Colocamos la bandera de SAMAY Caminantes en el refugio con nuestras firmas.
A este sueño fuimos:
Angel
Lucheins
Gustavo
y yo
y los compañeros de MAHIL con José y su hermano como líderes, Dontru y su hermano y una señorita montañera que estaba con ellos.
Nos despertamos aquella noche a las 23:10 que sonó mi alarma, yo no pude dormir, la ansiedad, el sonido del viento, los ronquidos, pero ya a esa hora empezaron a despertar los cerca de 30 montañistas que estábamos en esa habitación llena de literas.
Luego de alistarnos bajamos a la parte del comedor, allí estaban ya todos listos y comiendo pan con café previo al ascenso.
Salimos a las 00:36 rumbo a la cumbre, hacía algo de viento y frío, iniciamos por el arenal a ritmo lento y seguro. Llegamos al glaciar en una hora.
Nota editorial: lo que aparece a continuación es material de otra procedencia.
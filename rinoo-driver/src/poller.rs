//! The readiness poller: one per scheduler, wrapping a single
//! `polling::Poller` and a table of per-fd waiter slots.
//!
//! Grounded in `compio_driver::poll::{Driver, FdQueue}`, stripped of its
//! completion-IO (`OpCode`/`Decision`/AIO) machinery — rinoo's operations
//! are plain futures that register interest and get polled again when
//! woken, so there is no "operate on event" dispatch step here, only
//! readiness delivery.

use std::collections::HashMap;
use std::io;
use std::os::fd::{AsRawFd, BorrowedFd, RawFd};
use std::sync::Arc;
use std::task::Waker;
use std::time::Duration;

use polling::{Event, Events, Poller as RawPoller};
use rinoo_log::{instrument, trace};

use crate::interest::Interest;

/// Per-fd record: at most one waiter per direction, matching the
/// "IN/OUT waiter slot" scheduler node from the design notes. A second
/// `register` call for the same direction replaces the previous waker —
/// callers are expected to register once per poll and re-register after
/// being woken, the same protocol `Future::poll` already implies.
#[derive(Default)]
struct SchedulerNode {
    read: Option<Waker>,
    write: Option<Waker>,
    /// Set when `polling` reports an error/hangup condition for this fd;
    /// surfaced to both waiters on the next wake.
    error: Option<io::Error>,
}

impl SchedulerNode {
    fn event(&self, fd: RawFd) -> Event {
        Event {
            key: fd as usize,
            readable: self.read.is_some(),
            writable: self.write.is_some(),
        }
    }

    fn is_empty(&self) -> bool {
        self.read.is_none() && self.write.is_none()
    }
}

/// The readiness-event driver. Not `Sync`: a scheduler owns exactly one
/// of these on whichever thread it runs on, and cross-thread wakeups go
/// through [`NotifyHandle`] instead.
pub struct Poller {
    poll: Arc<RawPoller>,
    registry: HashMap<RawFd, SchedulerNode>,
    events: Events,
}

impl Poller {
    pub fn new() -> io::Result<Self> {
        trace!("creating readiness poller");
        Ok(Self {
            poll: Arc::new(RawPoller::new()?),
            registry: HashMap::new(),
            events: Events::new(),
        })
    }

    /// Registers interest in `fd` becoming ready for `interest`, waking
    /// `waker` exactly once when it does (or when an error/hangup is
    /// observed on the fd). Safe to call repeatedly to refresh the
    /// waker; must not be called with different fds sharing the same
    /// raw value while one is still registered.
    pub fn register(&mut self, fd: RawFd, interest: Interest, waker: Waker) -> io::Result<()> {
        instrument!(rinoo_log::Level::TRACE, "register", fd, ?interest);
        let need_add = !self.registry.contains_key(&fd);
        let node = self.registry.entry(fd).or_default();
        match interest {
            Interest::Readable => node.read = Some(waker),
            Interest::Writable => node.write = Some(waker),
        }
        let event = node.event(fd);
        if need_add {
            self.poll.add(fd, event)?;
        } else {
            let borrowed = unsafe { BorrowedFd::borrow_raw(fd) };
            self.poll.modify(borrowed, event)?;
        }
        Ok(())
    }

    /// Cancels a previously registered interest without waking it.
    pub fn deregister(&mut self, fd: RawFd, interest: Interest) -> io::Result<()> {
        let Some(node) = self.registry.get_mut(&fd) else {
            return Ok(());
        };
        match interest {
            Interest::Readable => node.read = None,
            Interest::Writable => node.write = None,
        }
        self.renew(fd)
    }

    fn renew(&mut self, fd: RawFd) -> io::Result<()> {
        let node = self.registry.get(&fd).expect("fd must be registered");
        if node.is_empty() {
            let borrowed = unsafe { BorrowedFd::borrow_raw(fd) };
            self.poll.delete(borrowed)?;
            self.registry.remove(&fd);
        } else {
            let borrowed = unsafe { BorrowedFd::borrow_raw(fd) };
            self.poll.modify(borrowed, node.event(fd))?;
        }
        Ok(())
    }

    /// Blocks until at least one registered fd is ready, a pending
    /// wakeup notification arrives, or `timeout` elapses. Wakes every
    /// waiter whose interest was satisfied.
    pub fn wait(&mut self, timeout: Option<Duration>) -> io::Result<()> {
        instrument!(rinoo_log::Level::TRACE, "wait", ?timeout);
        self.events.clear();
        self.poll.wait(&mut self.events, timeout)?;
        let ready: Vec<(RawFd, Event)> = self
            .events
            .iter()
            .map(|event| (event.key as RawFd, event))
            .collect();
        for (fd, event) in ready {
            self.deliver(fd, event)?;
        }
        Ok(())
    }

    fn deliver(&mut self, fd: RawFd, event: Event) -> io::Result<()> {
        let Some(node) = self.registry.get_mut(&fd) else {
            trace!("spurious event for unregistered fd {}", fd);
            return Ok(());
        };
        if event.readable {
            if let Some(waker) = node.read.take() {
                waker.wake();
            }
        }
        if event.writable {
            if let Some(waker) = node.write.take() {
                waker.wake();
            }
        }
        self.renew(fd)
    }

    pub fn handle(&self) -> NotifyHandle {
        NotifyHandle {
            poll: self.poll.clone(),
        }
    }
}

impl AsRawFd for Poller {
    fn as_raw_fd(&self) -> RawFd {
        self.poll.as_raw_fd()
    }
}

impl Drop for Poller {
    fn drop(&mut self) {
        for fd in self.registry.keys() {
            let borrowed = unsafe { BorrowedFd::borrow_raw(*fd) };
            self.poll.delete(borrowed).ok();
        }
    }
}

/// A cheaply cloneable, `Send + Sync` handle used to wake a scheduler
/// blocked in [`Poller::wait`] from another thread — the cross-thread
/// half of the `SegQueue`-based wakeup path used by `rinoo-runtime`.
#[derive(Clone)]
pub struct NotifyHandle {
    poll: Arc<RawPoller>,
}

impl NotifyHandle {
    pub fn notify(&self) -> io::Result<()> {
        self.poll.notify()
    }
}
Yo hacía cordada con Dontru y su hermano y resulta que ninguno trajo la cuerda de nuestra cordada, quedaron 2 cuerdas en el refugio :( de algún modo nos arreglamos e iniciamos el ascenso.
El ascenso es fuerte, inicia desde el refugio recto hacia Yanasacha y antes de llegar toma para la derecha (Occidente) para rodear unas grietas gigantes, y al final sube casi por la ruta antigua que ahora está todo cambiado debido a las erupciones y actividad eruptiva que tuvo el Cotopaxi en años anteriores. Nada que ver con mis recuerdos de cómo era el paisaje cuando subí por primera vez con mi ñaño.
Llegamos a las 06h30 a la cumbre, cansados, pero emocionado de haber cumplido el objetivo, con las botas incómodas, al borde de las ampollas, con los crampones flojos y a punto de salirse, pero llegamos, llegamos!!
El cráter no se divisaba bien, estaba saliendo humo con olor a azufre, nos tomamos muchas fotos, se veían casi todas las montañas, desde el Cotacachi, pasando por el Cayambe, Antisana, Ilinizas, hasta el Chimborazo, la fumarola no dejaba ver el lado de la mama Tungurahua o el Sangay.
En todo caso, estar allá arriba fue cumplir un sueño de toda una vida, estar al borde del cráter, la vista, el amanecer, incluso el olor a azufre, el esfuerzo, todo valió la pena.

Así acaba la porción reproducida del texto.